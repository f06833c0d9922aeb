//! Clip recording
//!
//! [`MediaRecorder`] is a two-state machine (idle, recording) driven by a
//! single toggle. On start it probes [`PREFERRED_ENCODINGS`] against the
//! registered backends and keeps the first match. Encoded chunks are
//! buffered until stop, then joined into one clip artifact.

mod ffmpeg;
mod gif;

pub use ffmpeg::FfmpegBackend;
pub use gif::GifBackend;

use crate::error::{BoothError, BoothResult};
use crate::gallery::{payload, Artifact};
use image::RgbImage;

/// A container/codec pair a backend may be able to produce
#[derive(Debug, Clone, Copy, PartialEq, Eq)]
pub struct Encoding {
    pub mime: &'static str,
    pub extension: &'static str,
}

/// Encodings in order of preference
pub const PREFERRED_ENCODINGS: [Encoding; 4] = [
    Encoding {
        mime: "video/webm;codecs=vp9",
        extension: "webm",
    },
    Encoding {
        mime: "video/webm;codecs=vp8",
        extension: "webm",
    },
    Encoding {
        mime: "video/mp4;codecs=avc1",
        extension: "mp4",
    },
    Encoding {
        mime: "image/gif",
        extension: "gif",
    },
];

/// Frame geometry and rate handed to encoders
#[derive(Debug, Clone, Copy, PartialEq, Eq)]
pub struct RecordSettings {
    pub width: u32,
    pub height: u32,
    pub fps: u32,
}

/// Something that can turn frames into encoded bytes
pub trait RecorderBackend {
    fn name(&self) -> &'static str;

    fn is_type_supported(&self, mime: &str) -> bool;

    fn start(&mut self, mime: &str, settings: RecordSettings) -> BoothResult<Box<dyn ClipEncoder>>;
}

/// A running encode. Chunks come back as soon as the encoder produces them.
pub trait ClipEncoder {
    fn push_frame(&mut self, frame: &RgbImage) -> BoothResult<Vec<Vec<u8>>>;

    /// Flush the encoder and return any trailing chunks
    fn finish(self: Box<Self>) -> BoothResult<Vec<Vec<u8>>>;
}

#[derive(Debug, Clone, Copy, PartialEq, Eq)]
pub enum RecorderState {
    Idle,
    Recording(Encoding),
}

#[derive(Debug, Clone, PartialEq, Eq)]
pub enum RecorderEvent {
    Started(Encoding),
    Stopped(Artifact),
}

struct ActiveRecording {
    encoding: Encoding,
    encoder: Box<dyn ClipEncoder>,
    frames: u64,
}

pub struct MediaRecorder {
    backends: Vec<Box<dyn RecorderBackend>>,
    settings: RecordSettings,
    active: Option<ActiveRecording>,
    chunks: Vec<Vec<u8>>,
}

impl MediaRecorder {
    pub fn new(settings: RecordSettings) -> Self {
        Self {
            backends: Vec::new(),
            settings,
            active: None,
            chunks: Vec::new(),
        }
    }

    /// Recorder with every backend available on this machine
    pub fn with_default_backends(settings: RecordSettings) -> Self {
        let mut recorder = Self::new(settings);
        match FfmpegBackend::probe() {
            Some(ffmpeg) => recorder.register(Box::new(ffmpeg)),
            None => tracing::info!("ffmpeg not found, video encodings unavailable"),
        }
        recorder.register(Box::new(GifBackend::new()));
        recorder
    }

    pub fn register(&mut self, backend: Box<dyn RecorderBackend>) {
        tracing::debug!("Registered recorder backend {}", backend.name());
        self.backends.push(backend);
    }

    pub fn state(&self) -> RecorderState {
        match &self.active {
            Some(active) => RecorderState::Recording(active.encoding),
            None => RecorderState::Idle,
        }
    }

    pub fn is_recording(&self) -> bool {
        self.active.is_some()
    }

    pub fn buffered_chunks(&self) -> usize {
        self.chunks.len()
    }

    /// First preferred encoding some backend supports, with that backend's slot
    pub fn select_encoding(&self) -> BoothResult<(Encoding, usize)> {
        for encoding in PREFERRED_ENCODINGS {
            if let Some(slot) = self
                .backends
                .iter()
                .position(|backend| backend.is_type_supported(encoding.mime))
            {
                return Ok((encoding, slot));
            }
        }

        let tried: Vec<&str> = PREFERRED_ENCODINGS.iter().map(|e| e.mime).collect();
        Err(BoothError::UnsupportedFormat(tried.join(", ")))
    }

    /// Start when idle, stop and finalize when recording
    pub fn toggle(&mut self) -> BoothResult<RecorderEvent> {
        if self.is_recording() {
            self.stop().map(RecorderEvent::Stopped)
        } else {
            self.start().map(RecorderEvent::Started)
        }
    }

    pub fn start(&mut self) -> BoothResult<Encoding> {
        if let Some(active) = &self.active {
            return Ok(active.encoding);
        }

        let (encoding, slot) = self.select_encoding()?;
        self.chunks.clear();

        let backend = &mut self.backends[slot];
        let encoder = backend.start(encoding.mime, self.settings)?;
        tracing::info!(
            "Recording started: {} via {} ({}x{} @ {} fps)",
            encoding.mime,
            backend.name(),
            self.settings.width,
            self.settings.height,
            self.settings.fps
        );

        self.active = Some(ActiveRecording {
            encoding,
            encoder,
            frames: 0,
        });
        Ok(encoding)
    }

    /// Feed one frame to the running encoder. Ignored while idle.
    pub fn push_frame(&mut self, frame: &RgbImage) -> BoothResult<()> {
        let Some(active) = self.active.as_mut() else {
            tracing::debug!("Dropping frame, recorder is idle");
            return Ok(());
        };

        let chunks = active.encoder.push_frame(frame)?;
        active.frames += 1;
        for chunk in chunks {
            self.on_data_available(chunk);
        }
        Ok(())
    }

    /// Buffer an encoded chunk. Empty chunks carry nothing and are skipped.
    pub fn on_data_available(&mut self, chunk: Vec<u8>) {
        if !chunk.is_empty() {
            self.chunks.push(chunk);
        }
    }

    /// Finalize the encoder and assemble the buffered chunks into a clip
    pub fn stop(&mut self) -> BoothResult<Artifact> {
        let active = self.active.take().ok_or_else(|| {
            BoothError::Other(anyhow::anyhow!("recorder is not recording"))
        })?;

        let trailing = active.encoder.finish();
        let chunks = std::mem::take(&mut self.chunks);
        let trailing = trailing?;

        let mut clip = Vec::with_capacity(chunks.iter().chain(&trailing).map(Vec::len).sum());
        for chunk in chunks.iter().chain(&trailing) {
            clip.extend_from_slice(chunk);
        }

        if clip.is_empty() {
            tracing::warn!("Recording stopped with no data, saving empty clip");
        }
        tracing::info!(
            "Recording stopped: {} frames, {} bytes of {}",
            active.frames,
            clip.len(),
            active.encoding.mime
        );

        Ok(Artifact::clip(payload::encode_data_uri(
            active.encoding.mime,
            &clip,
        )))
    }
}


#[cfg(test)]
mod tests {
    use super::mock::MockBackend;
    use super::*;

    const SETTINGS: RecordSettings = RecordSettings {
        width: 4,
        height: 2,
        fps: 10,
    };

    fn frame(value: u8) -> RgbImage {
        RgbImage::from_pixel(4, 2, image::Rgb([value; 3]))
    }

    #[test]
    fn picks_first_supported_in_preference_order() {
        let mut recorder = MediaRecorder::new(SETTINGS);
        recorder.register(Box::new(MockBackend::supporting(&["image/gif"])));
        recorder.register(Box::new(MockBackend::supporting(&[
            "video/mp4;codecs=avc1",
            "video/webm;codecs=vp8",
        ])));

        let (encoding, slot) = recorder.select_encoding().unwrap();
        assert_eq!(encoding.mime, "video/webm;codecs=vp8");
        assert_eq!(encoding.extension, "webm");
        assert_eq!(slot, 1);
    }

    #[test]
    fn no_supported_encoding_never_starts() {
        let mut recorder = MediaRecorder::new(SETTINGS);
        recorder.register(Box::new(MockBackend::supporting(&["audio/ogg"])));

        let err = recorder.toggle().unwrap_err();
        assert!(matches!(err, BoothError::UnsupportedFormat(_)));
        assert_eq!(recorder.state(), RecorderState::Idle);
    }

    #[test]
    fn toggle_cycles_idle_recording_idle() {
        let mut recorder = MediaRecorder::new(SETTINGS);
        recorder.register(Box::new(MockBackend::supporting(&["image/gif"])));

        let started = recorder.toggle().unwrap();
        assert!(matches!(started, RecorderEvent::Started(e) if e.mime == "image/gif"));
        assert!(recorder.is_recording());

        recorder.push_frame(&frame(7)).unwrap();
        recorder.push_frame(&frame(8)).unwrap();
        assert_eq!(recorder.buffered_chunks(), 2);

        let RecorderEvent::Stopped(clip) = recorder.toggle().unwrap() else {
            panic!("expected a stopped event");
        };
        assert_eq!(recorder.state(), RecorderState::Idle);
        assert_eq!(clip.mime(), "image/gif");
        assert_eq!(clip.extension(), "gif");
        assert_eq!(clip.decode_bytes().unwrap(), vec![7, 8]);
    }

    #[test]
    fn starting_clears_previous_chunks() {
        let mut recorder = MediaRecorder::new(SETTINGS);
        recorder.register(Box::new(MockBackend::supporting(&["image/gif"])));

        recorder.on_data_available(vec![1, 2, 3]);
        recorder.start().unwrap();
        assert_eq!(recorder.buffered_chunks(), 0);
    }

    #[test]
    fn stopping_with_no_chunks_still_yields_a_clip() {
        let mut recorder = MediaRecorder::new(SETTINGS);
        recorder.register(Box::new(MockBackend::silent(&["video/webm;codecs=vp9"])));

        recorder.toggle().unwrap();
        recorder.push_frame(&frame(1)).unwrap();
        let RecorderEvent::Stopped(clip) = recorder.toggle().unwrap() else {
            panic!("expected a stopped event");
        };
        assert_eq!(clip.kind, crate::gallery::ArtifactKind::Clip);
        assert!(clip.decode_bytes().unwrap().is_empty());
        assert_eq!(clip.extension(), "webm");
    }

    #[test]
    fn frames_while_idle_are_ignored() {
        let mut recorder = MediaRecorder::new(SETTINGS);
        recorder.push_frame(&frame(1)).unwrap();
        assert_eq!(recorder.buffered_chunks(), 0);
        assert!(recorder.stop().is_err());
    }
}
****************************************
From the listing above, copy every line that includes the word "running".

/// A running encode. Chunks come back as soon as the encoder produces them.
    /// Feed one frame to the running encoder. Ignored while idle.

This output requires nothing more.